By Adedapo Adesanya
The African Continental Free Trade Area (AfCFTA) will help to deepen economic integration in the continent, says the Senior Special Assistant to the President on Public Sector Matters and Secretary of the National Action Committee on AfCFTA, Mr Francis Anatogu, as part of a continued effort to drive implementation.
Mr Anatogu also said that AfCFTA’s goals will also improve and expand intra-Africa trade, enable rule-based engagement for facilitating dispute resolution and addressing injurious trade practices.
He made this known on Monday at a leadership stakeholders’ consultation on the theme ‘Defining the Trade in Service Strategy for AfCFTA’.
Mr Anatogu said the agreement will also serve as the foundation for the establishment of a continental Customs Union.
He expressed optimism that if effectively implemented, the AfCFTA will result in the elimination of tariffs on 90 per cent of tariff lines, adding that product-specific rules of origin will help to grow African content.
Mr Anatogu also stated that the pact would assist in the harmonisation of policies, regulations and standards, as well as lead to customs co-operation and mutual administrative assistance.
The AfCFTA, according to him will double intra-Africa trade flows, currently at 15 per cent as well as double Africa’s share of world trade from three per cent to six per cent over the next 10 years.

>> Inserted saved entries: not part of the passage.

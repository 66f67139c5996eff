mod db;
mod matcher;

pub use db::{FingerRow, HotlistDb, TrackInfo};
pub use matcher::Hotlist;
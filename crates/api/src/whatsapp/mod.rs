//! WhatsApp Cloud API integration
//!
//! Inbound payload extraction and the outbound send path.

pub mod client;
pub mod notifier;
pub mod payload;

pub use client::{SendOutcome, WhatsAppClient};
pub use notifier::Notifier;
pub use payload::{InboundMessage, PayloadError};
//! VersaBot API Server
//!
//! Multi-tenant WhatsApp auto-reply backend with Stripe-driven
//! subscription tracking.

use std::net::SocketAddr;

use tower_http::trace::TraceLayer;
use tracing_subscriber::{layer::SubscriberExt, util::SubscriberInitExt};
use versabot_api::{routes::create_router, AppState, Config};
use versabot_shared::{create_pool, init_schema};

#[tokio::main]
async fn main() -> anyhow::Result<()> {
    // Load .env file if present
    dotenvy::dotenv().ok();

    // Initialize tracing
    tracing_subscriber::registry()
        .with(
            tracing_subscriber::EnvFilter::try_from_default_env()
                .unwrap_or_else(|_| "info,versabot_api=debug".into()),
        )
        .with(tracing_subscriber::fmt::layer())
        .init();

    tracing::info!("Starting VersaBot API Server v{}", env!("CARGO_PKG_VERSION"));

    let config = Config::from_env()?;
    tracing::info!(config = ?config, "Configuration loaded");

    // Lazy pool: an unreachable database must not keep the server down
    let pool = create_pool(&config.database_url)?;

    match init_schema(&pool).await {
        Ok(()) => tracing::info!("Database schema ready"),
        Err(e) => tracing::error!(
            error = ?e,
            "Failed to initialize database schema - retry via GET /init-db"
        ),
    }

    let addr: SocketAddr = config.bind_address.parse()?;
    let state = AppState::new(pool, config);

    let app = create_router(state).layer(TraceLayer::new_for_http());

    tracing::info!("Starting server on {}", addr);
    let listener = tokio::net::TcpListener::bind(addr).await?;
    axum::serve(listener, app).await?;

    Ok(())
}
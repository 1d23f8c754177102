//! HTTP routes

mod admin;
mod stripe;
mod whatsapp;


use axum::{
    routing::{get, post},
    Router,
};

use crate::state::AppState;

pub use admin::{health, init_database, LIVENESS_MESSAGE};
pub use stripe::stripe_webhook;
pub use whatsapp::{receive_webhook, tenant_webhook, verify_webhook};

/// Create the application router.
pub fn create_router(state: AppState) -> Router {
    Router::new()
        .route("/", get(health))
        .route("/init-db", get(init_database))
        .route("/webhook", get(verify_webhook).post(receive_webhook))
        .route("/{tenant_id}/webhook", post(tenant_webhook))
        .route("/stripe-webhook", post(stripe_webhook))
        .with_state(state)
}
// Test file - these are expected patterns in test code
#![allow(clippy::unwrap_used)]
#![allow(clippy::expect_used)]

//! Edge Case Tests for Billing System
//!
//! Tests boundary conditions in:
//! - Signature verification (header parsing, tolerance window, tampering)
//! - Event reduction (customer id vs expanded customer object)
//! - Subscription transitions (recognized vs ignored event types)
//! - Database-backed transitions (ignored unless DATABASE_URL is available)

#[cfg(test)]
mod signature_tests {
    use crate::error::BillingError;
    use crate::webhooks::verify_signature;
    use hmac::{Hmac, Mac};
    use sha2::Sha256;

    const SECRET: &str = "whsec_test_secret";
    const NOW: i64 = 1_700_000_000;
    const PAYLOAD: &str = r#"{"id":"evt_1","type":"invoice.payment_failed"}"#;

    fn sign(payload: &str, secret: &str, timestamp: i64) -> String {
        let mut mac = Hmac::<Sha256>::new_from_slice(secret.as_bytes()).unwrap();
        mac.update(format!("{}.{}", timestamp, payload).as_bytes());
        hex::encode(mac.finalize().into_bytes())
    }

    #[test]
    fn test_valid_signature_accepted() {
        let header = format!("t={},v1={}", NOW, sign(PAYLOAD, SECRET, NOW));
        assert!(verify_signature(PAYLOAD, &header, SECRET, NOW).is_ok());
    }

    #[test]
    fn test_any_v1_candidate_may_match() {
        // Stripe sends several v1 values while a secret is being rolled
        let header = format!(
            "t={},v1={},v1={},v0=deadbeef",
            NOW,
            sign(PAYLOAD, "whsec_old_secret", NOW),
            sign(PAYLOAD, SECRET, NOW)
        );
        assert!(verify_signature(PAYLOAD, &header, SECRET, NOW).is_ok());
    }

    #[test]
    fn test_wrong_secret_rejected() {
        let header = format!("t={},v1={}", NOW, sign(PAYLOAD, "whsec_other", NOW));
        assert!(matches!(
            verify_signature(PAYLOAD, &header, SECRET, NOW),
            Err(BillingError::WebhookSignatureInvalid)
        ));
    }

    #[test]
    fn test_tampered_payload_rejected() {
        let header = format!("t={},v1={}", NOW, sign(PAYLOAD, SECRET, NOW));
        let tampered = PAYLOAD.replace("invoice.payment_failed", "checkout.session.completed");
        assert!(verify_signature(&tampered, &header, SECRET, NOW).is_err());
    }

    #[test]
    fn test_timestamp_at_tolerance_edge_accepted() {
        let signed_at = NOW - 300;
        let header = format!("t={},v1={}", signed_at, sign(PAYLOAD, SECRET, signed_at));
        assert!(verify_signature(PAYLOAD, &header, SECRET, NOW).is_ok());
    }

    #[test]
    fn test_stale_timestamp_rejected() {
        let signed_at = NOW - 301;
        let header = format!("t={},v1={}", signed_at, sign(PAYLOAD, SECRET, signed_at));
        assert!(verify_signature(PAYLOAD, &header, SECRET, NOW).is_err());
    }

    #[test]
    fn test_future_timestamp_rejected() {
        let signed_at = NOW + 301;
        let header = format!("t={},v1={}", signed_at, sign(PAYLOAD, SECRET, signed_at));
        assert!(verify_signature(PAYLOAD, &header, SECRET, NOW).is_err());
    }

    #[test]
    fn test_malformed_headers_rejected() {
        let sig = sign(PAYLOAD, SECRET, NOW);
        for header in [
            String::new(),
            "garbage".to_string(),
            format!("v1={}", sig),
            format!("t={}", NOW),
            format!("t=not-a-number,v1={}", sig),
            format!("t={},v1=not-hex", NOW),
            format!("t={},v1={}", i64::MIN, sig),
            format!("t={},v1={}", i64::MAX, sig),
        ] {
            assert!(
                verify_signature(PAYLOAD, &header, SECRET, NOW).is_err(),
                "header {:?} should be rejected",
                header
            );
        }
    }
}

#[cfg(test)]
mod handler_tests {
    use crate::config::StripeConfig;
    use crate::error::BillingError;
    use crate::webhooks::*;
    use hmac::{Hmac, Mac};
    use sha2::Sha256;
    use versabot_shared::SubscriptionStatus;

    const SECRET: &str = "whsec_handler_secret";

    fn handler() -> WebhookHandler {
        // Lazy pool: nothing here may touch the database
        let pool = versabot_shared::create_pool("postgresql://localhost/versabot_unused").unwrap();
        let config = StripeConfig::new(None, Some(SECRET.to_string())).unwrap();
        WebhookHandler::new(config, pool)
    }

    fn signed_header(payload: &str, secret: &str) -> String {
        let timestamp = time::OffsetDateTime::now_utc().unix_timestamp();
        let mut mac = Hmac::<Sha256>::new_from_slice(secret.as_bytes()).unwrap();
        mac.update(format!("{}.{}", timestamp, payload).as_bytes());
        format!("t={},v1={}", timestamp, hex::encode(mac.finalize().into_bytes()))
    }

    #[test]
    fn test_transition_table() {
        assert_eq!(
            subscription_transition(CHECKOUT_SESSION_COMPLETED),
            Some(SubscriptionStatus::Active)
        );
        assert_eq!(
            subscription_transition(INVOICE_PAYMENT_FAILED),
            Some(SubscriptionStatus::Inactive)
        );
        assert_eq!(subscription_transition("invoice.paid"), None);
        assert_eq!(subscription_transition("customer.subscription.deleted"), None);
        assert_eq!(subscription_transition(""), None);
    }

    #[tokio::test]
    async fn test_verify_event_extracts_customer_id() {
        let payload = r#"{
            "id": "evt_checkout",
            "type": "checkout.session.completed",
            "data": { "object": { "object": "checkout.session", "customer": "cus_ABC" } }
        }"#;

        let event = handler()
            .verify_event(payload, &signed_header(payload, SECRET))
            .unwrap();

        assert_eq!(event.event_type, CHECKOUT_SESSION_COMPLETED);
        assert_eq!(event.customer.as_deref(), Some("cus_ABC"));
        assert_eq!(event.target_status(), Some(SubscriptionStatus::Active));
    }

    #[tokio::test]
    async fn test_verify_event_extracts_expanded_customer() {
        let payload = r#"{
            "id": "evt_invoice",
            "type": "invoice.payment_failed",
            "data": { "object": { "object": "invoice", "customer": { "id": "cus_XYZ" } } }
        }"#;

        let event = handler()
            .verify_event(payload, &signed_header(payload, SECRET))
            .unwrap();

        assert_eq!(event.customer.as_deref(), Some("cus_XYZ"));
        assert_eq!(event.target_status(), Some(SubscriptionStatus::Inactive));
    }

    #[tokio::test]
    async fn test_verify_event_rejects_wrong_secret() {
        let payload = r#"{"id":"evt_1","type":"checkout.session.completed"}"#;
        let result = handler().verify_event(payload, &signed_header(payload, "whsec_forged"));
        assert!(matches!(result, Err(BillingError::WebhookSignatureInvalid)));
    }

    #[tokio::test]
    async fn test_verify_event_rejects_extreme_timestamp() {
        let payload = r#"{"id":"evt_1","type":"checkout.session.completed"}"#;
        for header in [
            "t=-9223372036854775808,v1=00",
            "t=9223372036854775807,v1=00",
        ] {
            let result = handler().verify_event(payload, header);
            assert!(matches!(result, Err(BillingError::WebhookSignatureInvalid)));
        }
    }

    #[tokio::test]
    async fn test_verify_event_requires_event_type() {
        let payload = r#"{"id":"evt_1","data":{}}"#;
        let result = handler().verify_event(payload, &signed_header(payload, SECRET));
        assert!(matches!(result, Err(BillingError::InvalidPayload(_))));
    }

    #[tokio::test]
    async fn test_unrecognized_event_is_ignored() {
        let event = VerifiedEvent {
            id: "evt_1".into(),
            event_type: "customer.created".into(),
            customer: Some("cus_ABC".into()),
        };
        assert_eq!(
            handler().handle_event(&event).await.unwrap(),
            WebhookOutcome::Ignored
        );
    }

    #[tokio::test]
    async fn test_recognized_event_without_customer_is_ignored() {
        let event = VerifiedEvent {
            id: "evt_1".into(),
            event_type: CHECKOUT_SESSION_COMPLETED.into(),
            customer: None,
        };
        assert_eq!(
            handler().handle_event(&event).await.unwrap(),
            WebhookOutcome::MissingCustomer
        );
    }

    #[test]
    fn test_client_errors_classified() {
        assert!(BillingError::WebhookSignatureInvalid.is_client_error());
        assert!(BillingError::InvalidPayload("x".into()).is_client_error());
        assert!(!BillingError::Database("x".into()).is_client_error());
    }
}

#[cfg(test)]
mod transition_db_tests {
    use crate::config::StripeConfig;
    use crate::webhooks::*;
    use sqlx::PgPool;
    use versabot_shared::{init_schema, queries, SubscriptionStatus};

    async fn setup() -> (PgPool, WebhookHandler) {
        let database_url = std::env::var("DATABASE_URL")
            .unwrap_or_else(|_| "postgresql://localhost/versabot_test".to_string());
        let pool = versabot_shared::create_pool(&database_url).unwrap();
        init_schema(&pool).await.expect("Failed to initialize schema");

        let config = StripeConfig::new(None, Some("whsec_db".into())).unwrap();
        (pool.clone(), WebhookHandler::new(config, pool))
    }

    async fn create_tenant(pool: &PgPool, customer_id: &str) -> i32 {
        let (id,): (i32,) = sqlx::query_as(
            "INSERT INTO clients (name, stripe_customer_id) VALUES ('Billing Test', $1) RETURNING id",
        )
        .bind(customer_id)
        .fetch_one(pool)
        .await
        .expect("Failed to create tenant");
        id
    }

    async fn status_of(pool: &PgPool, tenant_id: i32) -> SubscriptionStatus {
        queries::find_tenant(pool, tenant_id)
            .await
            .unwrap()
            .unwrap()
            .status()
            .unwrap()
    }

    fn event(event_type: &str, customer: &str) -> VerifiedEvent {
        VerifiedEvent {
            id: format!("evt_{}", customer),
            event_type: event_type.into(),
            customer: Some(customer.into()),
        }
    }

    #[tokio::test]
    #[ignore = "requires a PostgreSQL DATABASE_URL"]
    async fn test_checkout_then_payment_failure() {
        let (pool, handler) = setup().await;
        let customer = format!(
            "cus_{}",
            time::OffsetDateTime::now_utc().unix_timestamp_nanos()
        );
        let tenant_id = create_tenant(&pool, &customer).await;
        assert_eq!(status_of(&pool, tenant_id).await, SubscriptionStatus::Inactive);

        let outcome = handler
            .handle_event(&event(CHECKOUT_SESSION_COMPLETED, &customer))
            .await
            .unwrap();
        assert_eq!(
            outcome,
            WebhookOutcome::Applied {
                status: SubscriptionStatus::Active,
                tenants_updated: 1
            }
        );
        assert_eq!(status_of(&pool, tenant_id).await, SubscriptionStatus::Active);

        // Unrecognized events leave the status alone
        handler
            .handle_event(&event("invoice.paid", &customer))
            .await
            .unwrap();
        assert_eq!(status_of(&pool, tenant_id).await, SubscriptionStatus::Active);

        handler
            .handle_event(&event(INVOICE_PAYMENT_FAILED, &customer))
            .await
            .unwrap();
        assert_eq!(status_of(&pool, tenant_id).await, SubscriptionStatus::Inactive);
    }

    #[tokio::test]
    #[ignore = "requires a PostgreSQL DATABASE_URL"]
    async fn test_unknown_customer_reported() {
        let (_pool, handler) = setup().await;
        let outcome = handler
            .handle_event(&event(CHECKOUT_SESSION_COMPLETED, "cus_nobody"))
            .await
            .unwrap();
        assert_eq!(outcome, WebhookOutcome::UnknownCustomer);
    }
}
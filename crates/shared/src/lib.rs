// Test code patterns:
#![cfg_attr(test, allow(clippy::unwrap_used))]
#![cfg_attr(test, allow(clippy::expect_used))]

//! VersaBot Shared Module
//!
//! Domain models, connection pool and queries shared by the API server and
//! the billing crate.

pub mod db;
pub mod models;
pub mod queries;


pub use db::{create_pool, init_schema};
pub use models::{
    AutoReplyRule, ConversationLogEntry, ModelError, NewConversation, SubscriptionStatus, Tenant,
    TenantCredentials,
};
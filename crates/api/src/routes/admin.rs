//! Liveness and schema bootstrap

use axum::{extract::State, http::StatusCode};

use crate::state::AppState;

pub const LIVENESS_MESSAGE: &str = "🚀 VersaBot is running";

pub async fn health() -> &'static str {
    LIVENESS_MESSAGE
}

/// Re-run the idempotent schema bootstrap.
pub async fn init_database(State(state): State<AppState>) -> (StatusCode, String) {
    match versabot_shared::init_schema(&state.pool).await {
        Ok(()) => (
            StatusCode::OK,
            "Database initialized successfully!".to_string(),
        ),
        Err(e) => {
            tracing::error!(error = %e, "Error initializing database");
            (
                StatusCode::INTERNAL_SERVER_ERROR,
                format!("Error initializing database: {}", e),
            )
        }
    }
}
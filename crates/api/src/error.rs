//! API error types

use axum::http::StatusCode;
use axum::response::{IntoResponse, Response};
use axum::Json;
use versabot_billing::BillingError;

pub type ApiResult<T> = Result<T, ApiError>;

#[derive(Debug, thiserror::Error)]
pub enum ApiError {
    #[error("{0}")]
    BadRequest(String),

    #[error("Database error: {0}")]
    Database(#[from] sqlx::Error),

    #[error(transparent)]
    Billing(#[from] BillingError),
}

impl ApiError {
    pub fn status_code(&self) -> StatusCode {
        match self {
            ApiError::BadRequest(_) => StatusCode::BAD_REQUEST,
            ApiError::Database(_) => StatusCode::INTERNAL_SERVER_ERROR,
            ApiError::Billing(e) if e.is_client_error() => StatusCode::BAD_REQUEST,
            ApiError::Billing(_) => StatusCode::INTERNAL_SERVER_ERROR,
        }
    }
}

impl IntoResponse for ApiError {
    fn into_response(self) -> Response {
        let status = self.status_code();

        if status.is_server_error() {
            tracing::error!(error = %self, "Request failed");
        } else {
            tracing::warn!(error = %self, "Request rejected");
        }

        (status, Json(serde_json::json!({ "error": self.to_string() }))).into_response()
    }
}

In a similar vein, Professor John Aremu said at the forum that while it is right for Nigeria to ratify the agreement, the constitution provides that such treaties entered into can only become beneficial to the nation if it has a place inside the Nigerian law to guarantee enforceability.
Mr Aremu, who is a Professor of International Economic Relations at Covenant University, urged stakeholders to facilitate the domestication of AfCFTA as enshrined in the constitution, in order to ensure utmost benefits accrues to Nigeria.
The academic who doubles as a consultant of ECOWAS Common Investment Market stated this during his presentation titled “Conceptual Issues in Africa Integration Emergence of AfCFTA, and Its Protocol”.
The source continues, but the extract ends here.